Previous | Next --- Slide 26 of 59

thomasts

I'm O.K. with the upsweep phase -- it reminds me of the construction of a Fenwick tree. But is there any intuition as to what the downsweep phase is doing? It seems slightly miraculous that placing a zero in the final entry and swapping things around gets the final answer. By looking at the arrows, it's clear the the downsweep works, but it's not clear to me what the inspiration to this algorithm is.

hofstee

@thomasts you can read the paper here, but essentially what is happening is we're reordering and processing a tree.

jhibshma

@thomasts -- I think the heart and soul of scan is the following statement: If we have the completed partial sums for every-other index, then it's easy to get the partial sums for the whole array.

Say we have the partial sums for the odd indices: p1, p3, p5, etc. Then the 2nd partial sum p2 = p1 + a2. Similarly, p4 = p3 + a4, p6 = p5 + a6, and so on.

The magic of scan is its recursive logic: Once we've added a0 to a1, a2 to a3, etc., we can call scan on that set of sums [a0-1, a2-3, ..., a(n-1)-n] and get back the partial sums for the odd indices.

This picture illustrates an in-place version of the algorithm, and in this case it's illustrating exclusive scan (p0 lands in index 1, p1 in index 2, etc). Thus, in exclusive scan, we don't care about the sum of the whole array (p15 = p14 + a15).

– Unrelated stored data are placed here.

//! Platform API client module
//!
//! Provides access to the relay provisioning backend and the seam the wizard
//! core uses to reach it.
//!
//! # Example
//!
//! ```rust,ignore
//! use relay_ctl::platform::api::{PlatformApiClient, RelayBackend};
//!
//! #[tokio::main]
//! async fn main() -> Result<(), Box<dyn std::error::Error>> {
//!     let client = PlatformApiClient::with_url("https://relay.example.com")?;
//!
//!     let run = client.get_deployment_status("d1").await?;
//!     println!("Deployment {} is {}", run.deployment_id, run.status);
//!
//!     Ok(())
//! }
//! ```

pub mod backend;
pub mod client;
pub mod error;
pub mod types;

// Re-export commonly used items
pub use backend::RelayBackend;
pub use client::PlatformApiClient;
pub use error::{PlatformApiError, Result};
pub use types::{
    CancelDeploymentResponse, CloudProvider, DeploymentConfig, DeploymentRun, DeploymentStatus,
    RelayList, RelaySummary, ResourceEstimate, StartDeploymentResponse,
};
//! Confirmation checkpoint before provisioning
//!
//! The gate is opened from the review step with the configuration and its
//! estimate. It resolves exactly once, either confirmed (a deployment was
//! started) or canceled (back to review, no side effect). While the start
//! request is in flight the gate cannot be submitted again or dismissed.

use super::error::StartError;
use super::validation;
use crate::platform::api::types::{DeploymentConfig, ResourceEstimate};

/// Monthly cost above which the gate shows an advisory warning
pub const DEFAULT_COST_WARNING_THRESHOLD: f64 = 200.0;

#[derive(Debug, Clone, Copy, PartialEq, Eq)]
pub enum GateOutcome {
    Confirmed,
    Canceled,
}

#[derive(Debug, Clone, Copy, PartialEq, Eq)]
pub enum GateState {
    /// Waiting for the operator
    Open,
    /// Start request in flight
    Submitting,
    Resolved(GateOutcome),
}

#[derive(Debug, Clone)]
pub struct ConfirmationGate {
    config: DeploymentConfig,
    estimate: ResourceEstimate,
    cost_warning_threshold: f64,
    state: GateState,
}

impl ConfirmationGate {
    pub fn new(
        config: DeploymentConfig,
        estimate: ResourceEstimate,
        cost_warning_threshold: f64,
    ) -> Self {
        Self {
            config,
            estimate,
            cost_warning_threshold,
            state: GateState::Open,
        }
    }

    pub fn config(&self) -> &DeploymentConfig {
        &self.config
    }

    pub fn estimate(&self) -> &ResourceEstimate {
        &self.estimate
    }

    pub fn state(&self) -> GateState {
        self.state
    }

    pub fn outcome(&self) -> Option<GateOutcome> {
        match self.state {
            GateState::Resolved(outcome) => Some(outcome),
            _ => None,
        }
    }

    /// Label/value rows shown to the operator before confirming
    pub fn summary(&self) -> Vec<(&'static str, String)> {
        let config = &self.config;
        let mut rows = vec![
            (
                "Provider",
                config
                    .provider
                    .map(|p| p.display_name().to_string())
                    .unwrap_or_default(),
            ),
            (
                "Infrastructure",
                config.infrastructure_type.clone().unwrap_or_default(),
            ),
            ("Region", config.region.clone().unwrap_or_default()),
        ];
        if let Some(instance_type) = &config.instance_type {
            rows.push((
                "Instances",
                format!("{} x {}", config.instance_count.unwrap_or(1), instance_type),
            ));
        }
        if config.auto_scaling_min.is_some() || config.auto_scaling_max.is_some() {
            rows.push((
                "Auto-scaling",
                format!(
                    "{} - {}",
                    config.auto_scaling_min.map_or("-".to_string(), |v| v.to_string()),
                    config.auto_scaling_max.map_or("-".to_string(), |v| v.to_string()),
                ),
            ));
        }
        rows.push((
            "Relay name",
            validation::effective_relay_name(config).unwrap_or_default(),
        ));
        rows.push((
            "Monthly cost",
            format!("${:.2}", self.estimate.estimated_cost_monthly),
        ));
        rows.push((
            "Deployment time",
            format!("~{} min", self.estimate.estimated_deployment_time_minutes),
        ));
        rows.push(("Resources", self.estimate.resource_count.to_string()));
        rows
    }

    /// Advisory warning; never blocks confirmation
    pub fn cost_warning(&self) -> Option<String> {
        (self.estimate.estimated_cost_monthly > self.cost_warning_threshold).then(|| {
            format!(
                "Estimated monthly cost ${:.2} exceeds ${:.2}",
                self.estimate.estimated_cost_monthly, self.cost_warning_threshold
            )
        })
    }

    /// Operator confirmed; returns the configuration to submit
    pub fn begin_submit(&mut self) -> Result<DeploymentConfig, StartError> {
        match self.state {
            GateState::Open => {
                self.state = GateState::Submitting;
                Ok(self.config.clone())
            }
            GateState::Submitting => Err(StartError::InFlight),
            GateState::Resolved(_) => Err(StartError::NotConfirmed),
        }
    }

    /// Start request failed; the gate can be confirmed or dismissed again
    pub fn submit_failed(&mut self) {
        if self.state == GateState::Submitting {
            self.state = GateState::Open;
        }
    }

    pub fn submit_succeeded(&mut self) {
        if self.state == GateState::Submitting {
            self.state = GateState::Resolved(GateOutcome::Confirmed);
        }
    }

    /// Dismiss the gate; refused while a start request is in flight
    pub fn cancel(&mut self) -> bool {
        if self.state == GateState::Open {
            self.state = GateState::Resolved(GateOutcome::Canceled);
            true
        } else {
            false
        }
    }
}

#[cfg(test)]
mod tests {
    use super::*;
    use crate::wizard::testing::{scenario_config, scenario_estimate};

    fn gate() -> ConfirmationGate {
        ConfirmationGate::new(
            scenario_config(),
            scenario_estimate(),
            DEFAULT_COST_WARNING_THRESHOLD,
        )
    }

    #[test]
    fn test_cost_warning_is_advisory() {
        let mut estimate = scenario_estimate();
        assert!(gate().cost_warning().is_none());

        estimate.estimated_cost_monthly = 250.0;
        let mut gate = ConfirmationGate::new(scenario_config(), estimate, 200.0);
        assert!(gate.cost_warning().unwrap().contains("$250.00"));
        assert!(gate.begin_submit().is_ok());
    }

    #[test]
    fn test_threshold_is_exclusive() {
        let mut estimate = scenario_estimate();
        estimate.estimated_cost_monthly = 200.0;
        let gate = ConfirmationGate::new(scenario_config(), estimate, 200.0);
        assert!(gate.cost_warning().is_none());
    }

    #[test]
    fn test_double_submit_refused() {
        let mut gate = gate();
        assert_eq!(gate.begin_submit().unwrap(), scenario_config());
        assert_eq!(gate.begin_submit().unwrap_err(), StartError::InFlight);
        assert!(!gate.cancel());
    }

    #[test]
    fn test_failed_submit_can_be_retried_or_dismissed() {
        let mut gate = gate();
        gate.begin_submit().unwrap();
        gate.submit_failed();
        assert_eq!(gate.state(), GateState::Open);
        assert!(gate.begin_submit().is_ok());
        gate.submit_failed();
        assert!(gate.cancel());
        assert_eq!(gate.outcome(), Some(GateOutcome::Canceled));
    }

    #[test]
    fn test_resolves_exactly_once() {
        let mut gate = gate();
        gate.begin_submit().unwrap();
        gate.submit_succeeded();
        assert_eq!(gate.outcome(), Some(GateOutcome::Confirmed));
        assert!(!gate.cancel());
        assert_eq!(gate.begin_submit().unwrap_err(), StartError::NotConfirmed);
    }

    #[test]
    fn test_summary_includes_default_relay_name() {
        let rows = gate().summary();
        assert!(rows.contains(&("Relay name", "relay-aws-us-east-1".to_string())));
        assert!(rows.contains(&("Instances", "2 x t3.medium".to_string())));
        assert!(rows.contains(&("Monthly cost", "$85.50".to_string())));
    }
}
use assert_cmd::Command;
use predicates::prelude::*;
use std::fs;
use std::sync::Arc;
use std::sync::atomic::{AtomicUsize, Ordering};

fn relay_ctl() -> Command {
    let mut cmd = Command::cargo_bin("relay-ctl").unwrap();
    cmd.env_remove("RELAY_API_URL").env_remove("RELAY_API_TOKEN");
    cmd
}

#[test]
fn test_catalog_for_one_provider() {
    relay_ctl()
        .args(["catalog", "--provider", "aws"])
        .assert()
        .success()
        .stdout(predicate::str::contains("ec2"))
        .stdout(predicate::str::contains("t3.medium"))
        .stdout(predicate::str::contains("cloud-run").not());
}

#[test]
fn test_unknown_provider_is_rejected() {
    relay_ctl()
        .args(["catalog", "--provider", "hetzner"])
        .assert()
        .failure();
}

#[test]
fn test_missing_config_file() {
    let dir = tempfile::tempdir().unwrap();
    relay_ctl()
        .arg("--config")
        .arg(dir.path().join("nope.toml"))
        .arg("relays")
        .assert()
        .failure()
        .stderr(predicate::str::contains("Configuration file not found"));
}

#[test]
fn test_estimate_rejects_incomplete_file() {
    let dir = tempfile::tempdir().unwrap();
    let path = dir.path().join("relay.toml");
    fs::write(&path, "provider = \"aws\"\ninfrastructure_type = \"ec2\"\n").unwrap();

    relay_ctl()
        .arg("estimate")
        .arg("--file")
        .arg(&path)
        .assert()
        .failure()
        .stderr(predicate::str::contains("Invalid input"));
}

#[test]
fn test_status_json_from_api() {
    let mut server = mockito::Server::new();
    let mock = server
        .mock("GET", "/api/relays/deployments/d1")
        .with_status(200)
        .with_body(
            r#"{"deployment_id":"d1","status":"in_progress","progress_percent":40,
                "current_step_message":"Creating security groups"}"#,
        )
        .create();

    relay_ctl()
        .args(["status", "d1", "--json", "--api-url", &server.url()])
        .assert()
        .success()
        .stdout(predicate::str::contains("\"in_progress\""))
        .stdout(predicate::str::contains("Creating security groups"));
    mock.assert();
}

#[test]
fn test_status_watch_json_prints_final_snapshot() {
    let polls = Arc::new(AtomicUsize::new(0));
    let counter = Arc::clone(&polls);
    let mut server = mockito::Server::new();
    server
        .mock("GET", "/api/relays/deployments/d1")
        .with_status(200)
        .with_body_from_request(move |_| {
            if counter.fetch_add(1, Ordering::SeqCst) == 0 {
                br#"{"deployment_id":"d1","status":"in_progress","progress_percent":40}"#.to_vec()
            } else {
                br#"{"deployment_id":"d1","status":"completed","progress_percent":100,
                    "relay_id":"relay-42"}"#
                    .to_vec()
            }
        })
        .create();

    let dir = tempfile::tempdir().unwrap();
    let config = dir.path().join("relay.toml");
    fs::write(&config, "[deployment]\npoll_interval_secs = 1\n").unwrap();

    let output = relay_ctl()
        .arg("--config")
        .arg(&config)
        .args(["status", "d1", "--watch", "--json", "--api-url", &server.url()])
        .output()
        .unwrap();
    assert!(output.status.success());

    let run: serde_json::Value = serde_json::from_slice(&output.stdout).unwrap();
    assert_eq!(run["status"], "completed");
    assert_eq!(run["relay_id"], "relay-42");
    assert!(polls.load(Ordering::SeqCst) >= 2);
}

Consider the inserting of 0 just below the dotted line to be a preparation step. Then, on the row below it, we get the final answer for the exclusive scan of [a0-7, a8-15]. Namely, the answer is [0, a0-7]. After that, we descend one more layer and get the exclusive scan of [a0-3, a4-7, a8-11, a12-15]; namely, [0, a0-3, a0-7, a0-11]. This continues until we get the full exclusive scan.

Hopefully that's a helpful explanation.